Geometric likelihood

Setup

The density is \[ f(x;\theta) = \theta (1-\theta)^{(x-1)}, \quad x=1, 2, \dots, \] although in R it is defined for \(x=0, 1, \dots\). The likelihood and log-likelihod functions for a sample of size \(n\) are \[L(\theta;\underline{x}) = \theta^n (1-\theta)^{s-n}, \quad \ell(\theta;\underline{x}) = n\log\theta +(s-n)\log(1-\theta), \quad s=\Sigma x_i.\] You can check that \(\hat\theta = n/s = 1/\bar x\).
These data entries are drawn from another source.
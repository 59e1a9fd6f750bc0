//! Engine facade: one task slot, an event bus, and the public control API.

mod controller;
mod subagent;

pub use subagent::SubCallLedger;

use std::sync::atomic::{AtomicBool, Ordering};
use std::sync::Arc;

use futures::FutureExt;
use parking_lot::Mutex;
use serde_json::Value;
use tokio::sync::broadcast;
use tokio_util::sync::CancellationToken;
use tracing::{debug, info};

use rlm_event_bus::InMemoryBus;

use crate::browser::BrowserDriver;
use crate::config::EngineConfig;
use crate::errors::EngineError;
use crate::events::{EngineEvent, TaskState, TaskStatus};
use crate::llm::{build_model_client, ModelClient};
use crate::store::KvStore;
use crate::trace::TraceLog;

use controller::TaskController;

const EVENT_BUS_CAPACITY: usize = 4_096;

/// An owned engine instance: at most one running task, constructed with an
/// explicit configuration and referenced by the embedding layer through a
/// single handle.
pub struct Engine {
    config: EngineConfig,
    driver: Arc<dyn BrowserDriver>,
    clients: Mutex<Option<(Arc<dyn ModelClient>, Arc<dyn ModelClient>)>>,
    bus: Arc<InMemoryBus<EngineEvent>>,
    state: Arc<Mutex<TaskState>>,
    running: Arc<AtomicBool>,
    cancel: Mutex<CancellationToken>,
    kv: Option<KvStore>,
    /// Latest answer to a sensitive-action confirmation prompt. Recorded for
    /// the future driver-level gating hook; nothing consumes it yet.
    confirmation: Mutex<Option<bool>>,
}

impl Engine {
    /// Build an engine that instantiates model clients from the configuration
    /// at submit time.
    pub fn new(config: EngineConfig, driver: Arc<dyn BrowserDriver>) -> Arc<Self> {
        Self::build(config, driver, None)
    }

    /// Build an engine with injected model clients (tests, offline runs).
    pub fn with_model_clients(
        config: EngineConfig,
        driver: Arc<dyn BrowserDriver>,
        primary: Arc<dyn ModelClient>,
        sub: Arc<dyn ModelClient>,
    ) -> Arc<Self> {
        Self::build(config, driver, Some((primary, sub)))
    }

    fn build(
        config: EngineConfig,
        driver: Arc<dyn BrowserDriver>,
        clients: Option<(Arc<dyn ModelClient>, Arc<dyn ModelClient>)>,
    ) -> Arc<Self> {
        let config = config.normalized();
        let bus = InMemoryBus::new(EVENT_BUS_CAPACITY);
        if let Some(path) = &config.trace_path {
            TraceLog::attach(Arc::clone(&bus), path.clone());
        }
        let kv = config
            .store_path
            .as_ref()
            .and_then(|path| match KvStore::open(path.clone()) {
                Ok(store) => Some(store),
                Err(err) => {
                    debug!(%err, "key-value store unavailable");
                    None
                }
            });
        Arc::new(Self {
            config,
            driver,
            clients: Mutex::new(clients),
            bus,
            state: Arc::new(Mutex::new(TaskState::default())),
            running: Arc::new(AtomicBool::new(false)),
            cancel: Mutex::new(CancellationToken::new()),
            kv,
            confirmation: Mutex::new(None),
        })
    }

    /// Subscribe to the ordered event stream.
    pub fn subscribe(&self) -> broadcast::Receiver<EngineEvent> {
        self.bus.subscribe()
    }

    /// Current task state snapshot.
    pub fn get_state(&self) -> TaskState {
        self.state.lock().clone()
    }

    /// Submit a task. Fails with [`EngineError::TaskBusy`] while one runs;
    /// configuration problems surface as `error` + `complete{null}` events.
    pub fn submit_task(self: &Arc<Self>, message: &str) -> Result<(), EngineError> {
        let goal = message.trim();
        if goal.is_empty() {
            return Err(EngineError::invalid_task("task message is empty"));
        }
        if self
            .running
            .compare_exchange(false, true, Ordering::SeqCst, Ordering::SeqCst)
            .is_err()
        {
            return Err(EngineError::TaskBusy);
        }

        let clients = {
            let injected = self.clients.lock().clone();
            match injected {
                Some(pair) => Ok(pair),
                None => build_model_client(&self.config, &self.config.primary_model).and_then(
                    |primary| {
                        build_model_client(&self.config, self.config.sub_model())
                            .map(|sub| (primary, sub))
                    },
                ),
            }
        };
        let (primary, sub) = match clients {
            Ok(pair) => pair,
            Err(err) => {
                // Never raise across the event boundary: report and settle.
                self.state.lock().status = TaskStatus::Error;
                self.bus.emit(EngineEvent::Error {
                    error: err.to_string(),
                });
                self.bus.emit(EngineEvent::Complete { final_value: None });
                self.running.store(false, Ordering::SeqCst);
                return Ok(());
            }
        };

        let cancel = CancellationToken::new();
        *self.cancel.lock() = cancel.clone();
        {
            let mut state = self.state.lock();
            *state = TaskState {
                status: TaskStatus::Running,
                goal: Some(goal.to_string()),
                iteration: 0,
                final_value: None,
            };
        }

        let controller = TaskController {
            config: self.config.clone(),
            driver: Arc::clone(&self.driver),
            client: primary,
            sub_client: sub,
            bus: Arc::clone(&self.bus),
            cancel,
            state: Arc::clone(&self.state),
        };
        let running = Arc::clone(&self.running);
        let bus = Arc::clone(&self.bus);
        let state = Arc::clone(&self.state);
        let goal = goal.to_string();
        tokio::spawn(async move {
            // Safety net: a panic inside the loop must still settle the
            // stream instead of leaving the observer hanging.
            let run = std::panic::AssertUnwindSafe(controller.run(goal)).catch_unwind();
            if run.await.is_err() {
                state.lock().status = TaskStatus::Error;
                bus.emit(EngineEvent::Error {
                    error: "internal engine failure".to_string(),
                });
                bus.emit(EngineEvent::Complete { final_value: None });
            }
            running.store(false, Ordering::SeqCst);
        });
        Ok(())
    }

    /// Request cooperative cancellation.
    ///
    /// Never silent: if no task is in flight (the loop already exited on its
    /// own), a `complete` event is re-emitted so the observer can reset.
    pub fn cancel(&self) {
        if self.running.load(Ordering::SeqCst) {
            info!("cancelling running task");
            self.cancel.lock().cancel();
        } else {
            let mut state = self.state.lock();
            state.status = TaskStatus::Cancelled;
            drop(state);
            self.bus.emit(EngineEvent::Complete {
                final_value: Some(Value::String("Task cancelled by user.".to_string())),
            });
        }
    }

    /// Record the user's answer to a sensitive-action confirmation prompt.
    pub fn confirmation_response(&self, approved: bool) {
        debug!(approved, "confirmation response recorded");
        *self.confirmation.lock() = Some(approved);
    }

    /// Persist a value in the cross-task key-value store.
    pub fn store(&self, key: &str, value: Value) -> Result<(), EngineError> {
        match &self.kv {
            Some(store) => store.put(key, value),
            None => Err(EngineError::storage("no store configured")),
        }
    }

    /// Read a value from the cross-task key-value store.
    pub fn retrieve(&self, key: &str) -> Result<Option<Value>, EngineError> {
        match &self.kv {
            Some(store) => store.get(key),
            None => Err(EngineError::storage("no store configured")),
        }
    }
}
geomlik <- function(theta,s, n){
  theta^n*(1-theta)^(s-n)}

geomllik <- function(theta, s, n){
  log(geomlik(theta,s,n))-max(log(geomlik(theta,s,n)))}

Plots

The plots I showed in class had a fairly weird shape (not looking very parabolic). This depends a lot on the range for the y-axis. Here are a few variations:

## set the parameters, draw a single plot
n <- 10; prob <- 0.5
x <- rgeom(n, prob) + 1 #R definition different from mine
s <- sum(x)

thvals <- seq(0.01,0.99,length=100)

plot(thvals,geomllik(thvals, s, n), type="l", lwd=2, ylim=c(-4,0), ylab="log-likelihood", xlab = expression(theta), main = paste("n = ", n, "true theta =", prob))
#then add some more
for(i in 1:15){
  x <- rgeom(n,prob)+1
  s <- sum(x)
  lines(thvals,geomllik(thvals,s,n), col="gray")}

## change a parameter, add another plot
n <- 10; prob <- 0.2
x <- rgeom(n, prob) + 1 #R definition different from mine
s <- sum(x)

thvals <- seq(0.01,0.99,length=100)

plot(thvals,geomllik(thvals, s, n), type="l", lwd=2, ylim=c(-4,0), ylab="log-likelihood", xlab = expression(theta), main = paste("n = ", n, "true theta =", prob))
#then add some more
for(i in 1:15){
  x <- rgeom(n,prob)+1
  s <- sum(x)
  lines(thvals,geomllik(thvals,s,n), col="gray")}

If you remove “ylim=c(-4,0)” from the plot parameters, you get pictures similar to those I showed in class. You can try editing my R Markdown file and knitting it again.

increasing sample size

## set the parameters, draw a single plot
n <- 100; prob <- 0.5
x <- rgeom(n, prob) + 1 #R definition different from mine
s <- sum(x)

thvals <- seq(0.01,0.99,length=100)

plot(thvals,geomllik(thvals, s, n), type="l", lwd=2, ylim=c(-4,0), ylab="log-likelihood", xlab = expression(theta), main = paste("n = ", n, "true theta =", prob))
#then add some more
for(i in 1:15){
  x <- rgeom(n,prob)+1
  s <- sum(x)
  lines(thvals,geomllik(thvals,s,n), col="gray")}

## change a parameter, add another plot
n <- 100; prob <- 0.2
x <- rgeom(n, prob) + 1 #R definition different from mine
s <- sum(x)

thvals <- seq(0.01,0.99,length=100)

plot(thvals,geomllik(thvals, s, n), type="l", lwd=2, ylim=c(-4,0), ylab="log-likelihood", xlab = expression(theta), main = paste("n = ", n, "true theta =", prob))
#then add some more
for(i in 1:15){
  x <- rgeom(n,prob)+1
  s <- sum(x)
  lines(thvals,geomllik(thvals,s,n), col="gray")}

## set the parameters, draw a single plot
n <- 200; prob <- 0.5
x <- rgeom(n, prob) + 1 #R definition different from mine
s <- sum(x)

thvals <- seq(0.01,0.99,length=100)

plot(thvals,geomllik(thvals, s, n), type="l", lwd=2, ylim=c(-4,0), ylab="log-likelihood", xlab = expression(theta), main = paste("n = ", n, "true theta =", prob))
#then add some more
for(i in 1:15){
  x <- rgeom(n,prob)+1
  s <- sum(x)
  lines(thvals,geomllik(thvals,s,n), col="gray")}

## change a parameter, add another plot
n <- 200; prob <- 0.2
x <- rgeom(n, prob) + 1 #R definition different from mine
s <- sum(x)

thvals <- seq(0.01,0.99,length=100)

plot(thvals,geomllik(thvals, s, n), type="l", lwd=2, ylim=c(-4,0), ylab="log-likelihood", xlab = expression(theta), main = paste("n = ", n, "true theta =", prob))
#then add some more
for(i in 1:15){
  x <- rgeom(n,prob)+1
  s <- sum(x)
  lines(thvals,geomllik(thvals,s,n), col="gray")}